Вернулся к реке. Стас все так же равномерно кидал блесну. Она пересвистывала реку наискосок, потом, влекомая катушкой за леску, приближалась к рыбаку и вновь посылалась за счастьем.
- Стас, я тебе не мешаю?
- Ты что, я уж соскучился.
- Хариус же чуткий.
- Так мы же не о нем говорим, а на литературу ему плевать. Да и на нас тоже. А уж блесна какая, сам бы съел, игнорирует, гад.
- Оставьте сети, ловцами человеков сделаю вас.
- Это у Замятина, по-моему, есть такой рассказ "Ловцы человеков".
- Но он не о литературе. А из меня даже тундра литературу не выветривает.
- Еще бы! Тут надо две недели хотя бы прожить. Мы с Личутиным десять дней на Мегре ловили, и все десять дней о литературе.
- С Володей не скучно. Энергичный классик. Только вот еще как его "Раскол" осилить. Хотя, я знаю, есть у него совершенно преданные поклонники. Я Володю люблю, мне вообще его хочется защищать, жалеть, он же дитя в чистом виде. Обязательно всем гадостей наговорит. Помню, они собирались втроем, он, Абрамов, Белов, спорят, так, что искры летят. К ним Горышин подойдет, они ему все по пояс. Ему командуют: "Немедленно сядь". Он и, сидя, их на голову выше. Я с Володей в давние годы пьянствовал, он улыбается: "Так бы тебе башку и оттяпал". На дискуссии по историческому роману на меня обиделся жутко. Да и Сегень тоже, и Проскурин. Балашов только не обижался. Я назвал историческую прозу фантастикой из прошлого. Что он, Личутин, с магнитофоном за царем бегал, за патриархом? Еще и пишут: "Занося ногу в стремя любимого дончака, Великий князь думал...", во, уже и мысли читают покойников.
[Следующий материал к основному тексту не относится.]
//! Catalog record definitions.
//!
//! [`TrackRecord`] is one row of the corpus produced by ingestion. [`TrackMeta`]
//! is the lightweight per-row metadata persisted as the id map, parallel to the
//! rows of the embedding matrix.

use serde::{Deserialize, Serialize};

/// Default for `storage.max_tags`: tags kept per track after merging
/// track-level and artist-level tags.
pub const DEFAULT_MAX_TAGS: usize = 40;

fn default_source() -> String {
    "unknown".into()
}

/// A single track as produced by the ingestion layer.
#[derive(Debug, Clone, PartialEq, Serialize, Deserialize)]
pub struct TrackRecord {
    pub title: String,
    pub artist: String,
    /// Ordered free-text tags, most relevant first. May be empty.
    #[serde(default)]
    pub tags: Vec<String>,
    /// Artist-level tags from ingestion; folded into `tags` when the corpus
    /// is loaded.
    #[serde(default, skip_serializing_if = "Vec::is_empty")]
    pub artist_tags: Vec<String>,
    #[serde(default)]
    pub preview_url: Option<String>,
    #[serde(default)]
    pub artwork_url: Option<String>,
    /// Where the record came from, e.g. `"seed:rnb"` or `"similar"`.
    #[serde(default = "default_source")]
    pub source: String,
}

impl TrackRecord {
    pub fn new(title: impl Into<String>, artist: impl Into<String>) -> Self {
        Self {
            title: title.into(),
            artist: artist.into(),
            tags: Vec::new(),
            artist_tags: Vec::new(),
            preview_url: None,
            artwork_url: None,
            source: default_source(),
        }
    }

    pub fn with_tags<I, S>(mut self, tags: I) -> Self
    where
        I: IntoIterator<Item = S>,
        S: Into<String>,
    {
        self.tags = tags.into_iter().map(Into::into).collect();
        self
    }

    /// Deduplication identity. Case and formatting sensitive on purpose:
    /// normalization applies to matching only, never to storage.
    pub fn key(&self) -> (&str, &str) {
        (&self.title, &self.artist)
    }

    /// Tags joined by a single space; empty when there are none.
    pub fn joined_tags(&self) -> String {
        self.tags
            .iter()
            .map(|t| t.trim())
            .filter(|t| !t.is_empty())
            .collect::<Vec<_>>()
            .join(" ")
    }

    /// Raw text fed to the feature pipeline: tags, then title, then artist.
    pub fn feature_text(&self) -> String {
        format!("{} {} {}", self.joined_tags(), self.title, self.artist)
    }

    /// Merge track-level and artist-level tags, keeping the first occurrence of
    /// each tag and at most `max_tags` entries.
    pub fn merge_tags(
        track_tags: &[String],
        artist_tags: &[String],
        max_tags: usize,
    ) -> Vec<String> {
        let mut seen = std::collections::HashSet::new();
        track_tags
            .iter()
            .chain(artist_tags.iter())
            .filter(|t| !t.trim().is_empty())
            .filter(|t| seen.insert(t.as_str()))
            .take(max_tags)
            .cloned()
            .collect()
    }

    /// Fold `artist_tags` into `tags` with [`TrackRecord::merge_tags`].
    pub fn fold_artist_tags(&mut self, max_tags: usize) {
        let artist_tags = std::mem::take(&mut self.artist_tags);
        self.tags = Self::merge_tags(&self.tags, &artist_tags, max_tags);
    }

    pub fn to_meta(&self) -> TrackMeta {
        TrackMeta {
            title: self.title.clone(),
            artist: self.artist.clone(),
            preview_url: self.preview_url.clone(),
            artwork_url: self.artwork_url.clone(),
        }
    }
}

/// One id map entry. `IdMap[i]` describes the track whose vector is row `i`.
#[derive(Debug, Clone, PartialEq, Serialize, Deserialize)]
pub struct TrackMeta {
    pub title: String,
    pub artist: String,
    pub preview_url: Option<String>,
    pub artwork_url: Option<String>,
}

/// Ordered metadata parallel to the embedding matrix rows.
pub type IdMap = Vec<TrackMeta>;
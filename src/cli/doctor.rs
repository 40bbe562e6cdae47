//! CLI `doctor` command: inspect the artifact directory and print a health report.

use anyhow::Result;

use dscvr::artifacts::ArtifactStore;
use dscvr::config::DscvrConfig;
use dscvr::engine::RecsysContext;

/// Check the published artifacts and print a health report.
pub fn doctor(config: &DscvrConfig) -> Result<()> {
    let artifact_dir = config.resolved_artifact_dir();
    let store = ArtifactStore::new(&artifact_dir);

    if !artifact_dir.exists() {
        println!("Artifacts: not found at {}", artifact_dir.display());
        println!("Run `dscvr build` to create them.");
        return Ok(());
    }

    let report = store.report();

    println!("dscvr Health Report");
    println!("===================");
    println!();
    println!("Artifact dir:      {}", artifact_dir.display());
    println!(
        "Generation:        {}",
        report.generation.as_deref().unwrap_or("(none published)")
    );
    println!();
    println!("Files:");
    for (name, size) in &report.files {
        match size {
            Some(bytes) => println!("  {name:<17}{}", format_bytes(*bytes)),
            None => println!("  {name:<17}MISSING"),
        }
    }

    if let Some(ref manifest) = report.manifest {
        println!();
        println!("Manifest:");
        println!("  Built at:        {}", manifest.built_at.to_rfc3339());
        println!("  Rows × dims:     {} × {}", manifest.rows, manifest.dims);
        println!("  Vocabulary:      {}", manifest.vocabulary_size);
        println!("  Explained var:   {:.3}", manifest.explained_variance_ratio);
        println!("  Seed:            {}", manifest.features.seed);
        if manifest.features != config.features {
            println!("  NOTE: feature config differs from the current config file.");
        }
    }

    println!();
    match RecsysContext::from_store(&store, config.retrieval.clone()) {
        Ok(ctx) => {
            let health = ctx.health();
            if health.ok {
                println!("Load check:        PASSED ({} tracks)", health.tracks);
            } else {
                println!("Load check:        FAILED (no tracks)");
            }
        }
        Err(e) => {
            println!("Load check:        FAILED ({e})");
            println!();
            println!("Recovery steps:");
            println!("  1. Rebuild from the corpus: dscvr build");
            println!("  2. Or point DSCVR_ARTIFACTS at a known-good artifact directory.");
        }
    }

    Ok(())
}

fn format_bytes(bytes: u64) -> String {
    if bytes < 1024 {
        format!("{bytes} B")
    } else if bytes < 1024 * 1024 {
        format!("{:.1} KB", bytes as f64 / 1024.0)
    } else {
        format!("{:.1} MB", bytes as f64 / (1024.0 * 1024.0))
    }
}
mod cli;

use anyhow::Result;
use clap::{Parser, Subcommand};
use std::path::PathBuf;
use tracing_subscriber::EnvFilter;

use dscvr::config::DscvrConfig;

#[derive(Parser)]
#[command(name = "dscvr", version, about = "Content-based music recommendations")]
struct Cli {
    /// Config file (defaults to ~/.dscvr/config.toml)
    #[arg(long, global = true)]
    config: Option<PathBuf>,

    #[command(subcommand)]
    command: Command,
}

#[derive(Subcommand)]
enum Command {
    /// Fit features on the corpus and publish artifacts
    Build {
        /// Corpus file (JSON array or JSON lines)
        #[arg(long)]
        corpus: Option<PathBuf>,
        /// Output dimensionality
        #[arg(long)]
        components: Option<usize>,
    },
    /// Fuzzy-search tracks by title and artist
    Search {
        query: String,
        #[arg(long)]
        limit: Option<usize>,
    },
    /// Recommend tracks similar to the best match for a query
    Recommend {
        query: String,
        #[arg(long)]
        top_k: Option<usize>,
        #[arg(long)]
        max_per_artist: Option<usize>,
    },
    /// Check the published artifacts
    Doctor,
    /// Start the HTTP server
    Serve,
}

#[tokio::main]
async fn main() -> Result<()> {
    let cli = Cli::parse();

    let config = match &cli.config {
        Some(path) => DscvrConfig::load_from(path)?,
        None => DscvrConfig::load()?,
    };

    // Log to stderr so stdout carries only command output.
    let filter = EnvFilter::try_new(&config.server.log_level)
        .unwrap_or_else(|_| EnvFilter::new("info"));
    tracing_subscriber::fmt()
        .with_env_filter(filter)
        .with_writer(std::io::stderr)
        .init();

    match cli.command {
        Command::Build { corpus, components } => {
            cli::build::build(&config, corpus, components).await?;
        }
        Command::Search { query, limit } => {
            cli::search::search(&config, &query, limit).await?;
        }
        Command::Recommend {
            query,
            top_k,
            max_per_artist,
        } => {
            cli::search::recommend(&config, &query, top_k, max_per_artist).await?;
        }
        Command::Doctor => cli::doctor::doctor(&config)?,
        Command::Serve => dscvr::server::serve(config).await?,
    }

    Ok(())
}
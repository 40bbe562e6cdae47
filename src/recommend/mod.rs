//! Item-to-item recommendations over the embedding matrix.
//!
//! [`CosineEngine`] scores every row against the query row by cosine
//! similarity, orders by score (ties by ascending row index), and takes rows
//! greedily while capping how many come from one artist.

use std::collections::HashMap;
use std::sync::Arc;

use ndarray::{ArrayView1, Axis};
use serde::Serialize;

use crate::catalog::IdMap;
use crate::embedding::EmbeddingMatrix;
use crate::error::{DscvrError, Result};

/// Score given to the query row so it can never be selected.
const SELF_SENTINEL: f32 = f32::NEG_INFINITY;

#[derive(Debug, Clone, Serialize, PartialEq)]
pub struct Recommendation {
    pub row_index: usize,
    pub title: String,
    pub artist: String,
    pub score: f32,
    pub preview_url: Option<String>,
    pub artwork_url: Option<String>,
}

/// Seam between the serving layer and the similarity backend.
pub trait Recommender: Send + Sync {
    /// Up to `top_k` rows most similar to `row_index`, excluding itself, with
    /// at most `max_per_artist` rows per artist, compared as stored. Only positive
    /// similarities are returned, in non-increasing score order.
    fn similar_by_index(
        &self,
        row_index: usize,
        top_k: usize,
        max_per_artist: usize,
    ) -> Result<Vec<Recommendation>>;

    fn len(&self) -> usize;

    fn is_empty(&self) -> bool {
        self.len() == 0
    }
}

/// Exhaustive cosine scan. Fine for catalogs that fit in memory.
#[derive(Debug, Clone)]
pub struct CosineEngine {
    matrix: Arc<EmbeddingMatrix>,
    id_map: Arc<IdMap>,
    norms: Vec<f32>,
}

impl CosineEngine {
    pub fn new(matrix: Arc<EmbeddingMatrix>, id_map: Arc<IdMap>) -> Result<Self> {
        if matrix.nrows() != id_map.len() {
            return Err(DscvrError::inconsistent(format!(
                "matrix has {} rows but id map has {} entries",
                matrix.nrows(),
                id_map.len()
            )));
        }
        let norms = matrix
            .axis_iter(Axis(0))
            .map(|row| row.dot(&row).sqrt())
            .collect();
        Ok(Self {
            matrix,
            id_map,
            norms,
        })
    }

    /// Cosine similarity of row `row_index` against every row. Rows with a
    /// zero norm score 0; the query row itself gets the sentinel.
    pub fn similarities(&self, row_index: usize) -> Result<Vec<f32>> {
        self.check_index(row_index)?;
        let query = self.matrix.row(row_index);
        let query_norm = self.norms[row_index];

        let mut sims: Vec<f32> = self
            .matrix
            .axis_iter(Axis(0))
            .zip(&self.norms)
            .map(|(row, &norm)| cosine(query, query_norm, row, norm))
            .collect();
        sims[row_index] = SELF_SENTINEL;
        Ok(sims)
    }

    fn check_index(&self, row_index: usize) -> Result<()> {
        let len = self.id_map.len();
        if row_index >= len {
            return Err(DscvrError::IndexOutOfRange {
                index: row_index,
                len,
            });
        }
        Ok(())
    }
}

fn cosine(a: ArrayView1<f32>, a_norm: f32, b: ArrayView1<f32>, b_norm: f32) -> f32 {
    let denom = a_norm * b_norm;
    if denom == 0.0 {
        0.0
    } else {
        a.dot(&b) / denom
    }
}

impl Recommender for CosineEngine {
    fn similar_by_index(
        &self,
        row_index: usize,
        top_k: usize,
        max_per_artist: usize,
    ) -> Result<Vec<Recommendation>> {
        let sims = self.similarities(row_index)?;
        if top_k == 0 || max_per_artist == 0 {
            return Ok(Vec::new());
        }

        let mut order: Vec<usize> = (0..sims.len()).collect();
        order.sort_by(|&a, &b| sims[b].total_cmp(&sims[a]).then(a.cmp(&b)));

        let mut per_artist: HashMap<&str, usize> = HashMap::new();
        let mut picked = Vec::with_capacity(top_k);
        for idx in order {
            let score = sims[idx];
            if score <= 0.0 || picked.len() == top_k {
                break;
            }
            let meta = &self.id_map[idx];
            let count = per_artist.entry(meta.artist.as_str()).or_insert(0);
            if *count >= max_per_artist {
                continue;
            }
            *count += 1;

            picked.push(Recommendation {
                row_index: idx,
                title: meta.title.clone(),
                artist: meta.artist.clone(),
                score,
                preview_url: meta.preview_url.clone(),
                artwork_url: meta.artwork_url.clone(),
            });
        }

        tracing::debug!(
            row = row_index,
            top_k,
            max_per_artist,
            returned = picked.len(),
            "recommendations computed"
        );
        Ok(picked)
    }

    fn len(&self) -> usize {
        self.id_map.len()
    }
}
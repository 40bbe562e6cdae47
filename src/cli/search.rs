use anyhow::{Context, Result};

use dscvr::artifacts::ArtifactStore;
use dscvr::config::DscvrConfig;
use dscvr::engine::RecsysContext;

async fn load_context(config: &DscvrConfig) -> Result<RecsysContext> {
    let store = ArtifactStore::new(config.resolved_artifact_dir());
    let retrieval = config.retrieval.clone();
    tokio::task::spawn_blocking(move || RecsysContext::from_store(&store, retrieval))
        .await?
        .context("failed to load artifacts (run `dscvr build` first)")
}

/// Print fuzzy title/artist matches for a query.
pub async fn search(config: &DscvrConfig, query: &str, limit: Option<usize>) -> Result<()> {
    let ctx = load_context(config).await?;
    let limit = limit.unwrap_or(config.retrieval.search_limit);
    let response = ctx.search(query, limit);

    if response.results.is_empty() {
        println!("No results found.");
        return Ok(());
    }

    for (i, hit) in response.results.iter().enumerate() {
        println!(
            "  {}. {} — {} (row {}, score: {:.3})",
            i + 1,
            hit.title,
            hit.artist,
            hit.row_index,
            hit.score,
        );
    }
    Ok(())
}

/// Resolve a query to a track and print its nearest neighbours.
pub async fn recommend(
    config: &DscvrConfig,
    query: &str,
    top_k: Option<usize>,
    max_per_artist: Option<usize>,
) -> Result<()> {
    let ctx = load_context(config).await?;
    let top_k = top_k.unwrap_or(config.retrieval.default_top_k);
    let max_per_artist = max_per_artist.unwrap_or(config.retrieval.max_per_artist);

    let response = ctx.recommend(query, top_k, max_per_artist)?;
    println!(
        "Because you like {} — {}:\n",
        response.resolved_title, response.resolved_artist
    );

    if response.recommendations.is_empty() {
        println!("  No similar tracks found.");
        return Ok(());
    }

    for (i, rec) in response.recommendations.iter().enumerate() {
        println!(
            "  {}. {} — {} (similarity: {:.4})",
            i + 1,
            rec.title,
            rec.artist,
            rec.score
        );
        if let Some(url) = &rec.preview_url {
            println!("     preview: {url}");
        }
    }
    Ok(())
}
- Он у меня печку утопил на Мегре, - вспомнил Стас. - Мне печку сварили, она килограммов тридцать. Говорю Володе: "Спрячь на том берегу". Он повез и утопил.
- Но вообще-то, слава Богу, крестился, а то была в нем гремучая смесь язычества и старообрядства.
- А вот она, а вот она! - заговорил Стас, вздергивая дугу спиннинга, - а, зацеп, - он потянул сильнее, но не сорвал блесну, леска выдержала, выволок сучок. Освободил блесну, забросил. - Так можно инфаркт получить. - Он крутил ручку катушки и говорил: - Знаешь, ты можешь обо мне что угодно написать, что угодно рассказать, выдумать, что я бабник, пьяница, лгун, но сказать или написать, что я плохой рыбак ты не имеешь права.
- Никогда! - торжественно сказал я. - Вылезай! Я всем скажу, что ты поймал огромную рыбу. Вылезай, ты не должен погибнуть. Знаешь, как я напишу? "И уже когда он окончательно погибал и замерзал в этой неласковой приполярной предзимней реке, она схватила. "Рыба, - взмолился он, - не уходи, рыба, я тебя так долго ждал. Я больше суток ехал на поезде, летел два часа на самолете, потом на вертолете, шел пешком, проваливаясь в болото. Рыба, не уходи!"" Какая она громадная, он понял, когда она прошла под обрывом, тень ее заслоняла свет маленькому стаду хайрюсенков. Она сорвалась, но уже на отмели, и тогда он кинулся на нее, охватил руками, чувствуя, как бьется под ним и подбрасывает его ее прекрасное мокрое тело". Так напишу я, и пусть остальные рыбаки писатели застрелятся.